-- MATERIAL FOR THIS EXERCISE --
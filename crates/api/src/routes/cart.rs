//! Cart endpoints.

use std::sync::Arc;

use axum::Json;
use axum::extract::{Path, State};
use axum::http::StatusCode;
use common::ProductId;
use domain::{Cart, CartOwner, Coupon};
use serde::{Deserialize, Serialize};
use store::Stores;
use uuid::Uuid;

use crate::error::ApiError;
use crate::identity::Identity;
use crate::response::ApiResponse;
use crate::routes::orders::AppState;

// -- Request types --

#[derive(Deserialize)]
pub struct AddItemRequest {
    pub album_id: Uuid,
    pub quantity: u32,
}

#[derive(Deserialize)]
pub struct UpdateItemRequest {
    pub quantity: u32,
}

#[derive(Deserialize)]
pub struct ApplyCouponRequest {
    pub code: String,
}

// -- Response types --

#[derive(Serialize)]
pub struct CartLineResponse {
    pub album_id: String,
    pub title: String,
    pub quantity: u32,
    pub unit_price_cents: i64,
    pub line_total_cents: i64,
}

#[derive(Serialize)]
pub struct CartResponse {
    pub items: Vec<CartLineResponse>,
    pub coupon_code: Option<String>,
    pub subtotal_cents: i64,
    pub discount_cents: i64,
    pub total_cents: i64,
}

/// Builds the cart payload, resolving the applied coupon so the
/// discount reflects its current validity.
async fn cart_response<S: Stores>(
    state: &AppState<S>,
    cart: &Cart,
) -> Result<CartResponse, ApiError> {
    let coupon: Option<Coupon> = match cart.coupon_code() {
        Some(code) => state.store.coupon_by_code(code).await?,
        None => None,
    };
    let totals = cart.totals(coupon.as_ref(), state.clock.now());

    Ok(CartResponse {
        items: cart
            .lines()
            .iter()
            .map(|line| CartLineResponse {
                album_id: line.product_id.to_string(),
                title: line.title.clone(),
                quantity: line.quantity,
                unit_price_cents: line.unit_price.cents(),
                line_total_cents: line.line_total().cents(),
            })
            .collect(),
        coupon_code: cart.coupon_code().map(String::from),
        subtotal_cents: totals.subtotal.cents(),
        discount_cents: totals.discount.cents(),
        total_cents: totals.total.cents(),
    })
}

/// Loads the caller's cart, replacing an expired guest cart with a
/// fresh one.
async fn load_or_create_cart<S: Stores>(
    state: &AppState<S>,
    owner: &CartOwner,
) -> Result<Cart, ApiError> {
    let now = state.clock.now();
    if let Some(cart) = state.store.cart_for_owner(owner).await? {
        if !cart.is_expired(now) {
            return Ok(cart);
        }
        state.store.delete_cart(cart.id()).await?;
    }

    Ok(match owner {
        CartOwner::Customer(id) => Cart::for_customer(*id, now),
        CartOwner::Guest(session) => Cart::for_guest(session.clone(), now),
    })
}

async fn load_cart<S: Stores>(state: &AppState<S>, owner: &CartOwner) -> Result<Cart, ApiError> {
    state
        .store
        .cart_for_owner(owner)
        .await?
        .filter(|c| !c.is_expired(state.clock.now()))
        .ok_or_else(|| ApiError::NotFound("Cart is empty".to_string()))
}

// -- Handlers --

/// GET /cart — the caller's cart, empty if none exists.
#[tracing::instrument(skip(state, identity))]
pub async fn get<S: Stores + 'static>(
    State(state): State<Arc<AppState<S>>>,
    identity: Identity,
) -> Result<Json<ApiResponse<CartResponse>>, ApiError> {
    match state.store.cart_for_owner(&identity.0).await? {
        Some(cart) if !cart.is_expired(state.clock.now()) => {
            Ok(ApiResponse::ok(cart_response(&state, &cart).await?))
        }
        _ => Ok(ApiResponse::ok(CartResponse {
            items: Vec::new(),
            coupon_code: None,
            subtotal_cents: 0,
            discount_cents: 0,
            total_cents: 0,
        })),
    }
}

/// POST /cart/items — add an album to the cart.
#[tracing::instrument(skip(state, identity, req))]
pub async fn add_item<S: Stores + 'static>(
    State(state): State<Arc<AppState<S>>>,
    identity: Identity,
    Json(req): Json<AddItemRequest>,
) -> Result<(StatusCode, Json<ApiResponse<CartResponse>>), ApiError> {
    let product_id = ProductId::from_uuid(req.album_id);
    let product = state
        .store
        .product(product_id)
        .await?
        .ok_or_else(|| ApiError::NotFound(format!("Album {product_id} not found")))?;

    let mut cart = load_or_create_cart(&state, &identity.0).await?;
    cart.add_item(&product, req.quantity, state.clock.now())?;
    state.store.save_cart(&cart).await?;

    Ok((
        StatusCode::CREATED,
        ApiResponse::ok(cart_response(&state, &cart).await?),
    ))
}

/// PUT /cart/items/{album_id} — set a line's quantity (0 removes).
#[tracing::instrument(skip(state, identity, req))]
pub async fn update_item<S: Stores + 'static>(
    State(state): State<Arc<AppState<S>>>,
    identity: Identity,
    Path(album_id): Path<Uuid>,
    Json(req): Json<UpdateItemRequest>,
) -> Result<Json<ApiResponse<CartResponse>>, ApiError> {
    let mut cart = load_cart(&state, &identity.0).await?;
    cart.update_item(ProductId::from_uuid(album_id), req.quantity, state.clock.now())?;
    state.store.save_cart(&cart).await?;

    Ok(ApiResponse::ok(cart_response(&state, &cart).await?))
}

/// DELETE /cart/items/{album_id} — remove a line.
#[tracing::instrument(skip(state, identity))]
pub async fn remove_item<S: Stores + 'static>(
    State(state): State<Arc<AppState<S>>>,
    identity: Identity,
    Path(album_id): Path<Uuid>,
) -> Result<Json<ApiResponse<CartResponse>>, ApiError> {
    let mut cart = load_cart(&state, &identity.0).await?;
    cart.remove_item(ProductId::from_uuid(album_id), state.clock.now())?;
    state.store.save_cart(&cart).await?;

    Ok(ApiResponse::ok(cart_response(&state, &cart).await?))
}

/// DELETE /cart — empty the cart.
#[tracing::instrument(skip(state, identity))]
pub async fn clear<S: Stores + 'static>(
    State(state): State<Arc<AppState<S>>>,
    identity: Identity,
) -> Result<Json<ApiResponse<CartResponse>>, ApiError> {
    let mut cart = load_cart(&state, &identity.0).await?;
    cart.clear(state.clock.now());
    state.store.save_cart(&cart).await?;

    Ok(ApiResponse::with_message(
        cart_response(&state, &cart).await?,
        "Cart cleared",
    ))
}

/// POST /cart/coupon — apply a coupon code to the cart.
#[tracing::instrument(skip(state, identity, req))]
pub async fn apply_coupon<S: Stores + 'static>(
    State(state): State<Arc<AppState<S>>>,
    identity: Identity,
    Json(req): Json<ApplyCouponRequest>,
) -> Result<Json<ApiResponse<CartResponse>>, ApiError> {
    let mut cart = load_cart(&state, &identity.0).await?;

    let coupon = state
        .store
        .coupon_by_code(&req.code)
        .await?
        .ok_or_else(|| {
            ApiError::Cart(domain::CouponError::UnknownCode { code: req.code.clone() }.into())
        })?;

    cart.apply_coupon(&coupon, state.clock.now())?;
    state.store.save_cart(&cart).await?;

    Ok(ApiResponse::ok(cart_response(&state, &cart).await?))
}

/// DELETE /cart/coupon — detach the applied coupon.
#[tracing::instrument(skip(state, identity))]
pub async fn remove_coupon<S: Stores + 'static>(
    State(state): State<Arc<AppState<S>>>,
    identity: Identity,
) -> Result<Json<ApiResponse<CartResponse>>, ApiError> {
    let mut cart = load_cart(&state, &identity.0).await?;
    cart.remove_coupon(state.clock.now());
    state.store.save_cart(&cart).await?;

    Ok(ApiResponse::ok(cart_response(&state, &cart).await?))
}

-- REQUIREMENT --
Check each line of the records above for the word "applied" and report how many lines have it, as a number only.

-- RESPONSE --
2